Lyrist To-Dos

Research

Look into this: http://wordnet.princeton.edu/
Look for exitsing rhyming APIs, like Rhyme Zone datamuse.com/api
Do more research on Stanford CoreNLP, nltk, and Parsey McParseface
Learn how to do vector arithmetic, learn what cosine distances are. Kahn academy.
Research all my paper’s sources more in-depth, find further applications
Stay up-to-date with NLP and NLG news, browse Google Scholar for ideas
Hierarchical Neural Network Model? https://pdfs.semanticscholar.org/17f5/c7411eeeeedf25b0db99a9130aa353aee4ba.pdf
Read: word2vec parameter learning explained https://arxiv.org/abs/1411.2738
Read http://multithreaded.stitchfix.com/blog/2015/03/11/word-is-worth-a-thousand-vectors/
Read http://hen-drik.de/msc_thesis/sci_2015_heuer_hendrik.pdf
Read https://districtdatalabs.silvrback.com/modern-methods-for-sentiment-analysis
LSTM (long short term memory)?
Eventually learn about matrices, they seem useful too
Chinese poetry generation https://arxiv.org/pdf/1604.01537v1.pdf
Come up with second study idea for evaluating poem scores and people’s preferences
Wevi: https://ronxin.github.io/wevi/ https://github.com/ronxin/wevi
Frank Liang → syllibificaiton w/out phonemes
Go back and study my lab from CS 236, including rules.
Study and understand casting, superclasses, subclasses, and inheritance better
Understand Clonable in Java, find out whether it’s okay or depreicated
Study Stanford classes I use http://www-nlp.stanford.edu/nlp/javadoc/javanlp/edu/stanford/nlp/tagger/maxent/MaxentTagger.html
Look up RhymeZone’s API http://www.rhymezone.com/
Look at generators on this list http://www.yoyogames.com/blog/119

Design

Decide on really good naming conventions, programming-wise, linguistics-wise, and music-wise.
Frequency means occurences / total # of words
Should methods return result, or something more specific
> Decide the relationship between filters and jobs, look back at CS 340 and decide which design patterns to use
State pattern for operation-filter process on songs? Draw out possible diagrams.
Command pattern for filters and jobs?
> Use Paul’s classes for inspiration
Decide how to syllibify
Figure out exceptions, errors.
> What to do in a case where filters block all replacement words? NoReplacementException?
Keep punctuation somehow
Retain grammar across lines
Use priority queue for Word2Vec operations?

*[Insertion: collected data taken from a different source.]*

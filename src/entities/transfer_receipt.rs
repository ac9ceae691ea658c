use chrono::{DateTime, Utc};
use sea_orm::entity::prelude::*;
use serde::{Deserialize, Serialize};

/// POS inbox marker: the destination increment for shipment item `id` has
/// been applied. Its presence makes re-running completion a no-op.
#[derive(Clone, Debug, PartialEq, DeriveEntityModel, Serialize, Deserialize)]
#[sea_orm(table_name = "transfer_receipts")]
pub struct Model {
    #[sea_orm(primary_key, auto_increment = false)]
    pub id: Uuid,
    pub shipment_id: Uuid,
    pub pos_inventory_id: Uuid,
    pub quantity: i32,
    pub received_at: DateTime<Utc>,
}

#[derive(Copy, Clone, Debug, EnumIter, DeriveRelation)]
pub enum Relation {}

impl ActiveModelBehavior for ActiveModel {}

Eventually think of a way to make currently relevant lyrics by using day-of data from the web. Bot compositions are great, but the day after election day they seemed out of it and unconnected to current human emotion.

Decide whether to make an optional recursive option sort of like a bigger stanza that can hold lists of stanzas
Decide whether protected or private is better when dealing with big class hierarchies
Decide good enum practice, look at Paul’s examples
Think of a way for Lyrist to theme certain lines and song sections differently

& While designing, imagine the project at a much larger scale. Does the current design make sense?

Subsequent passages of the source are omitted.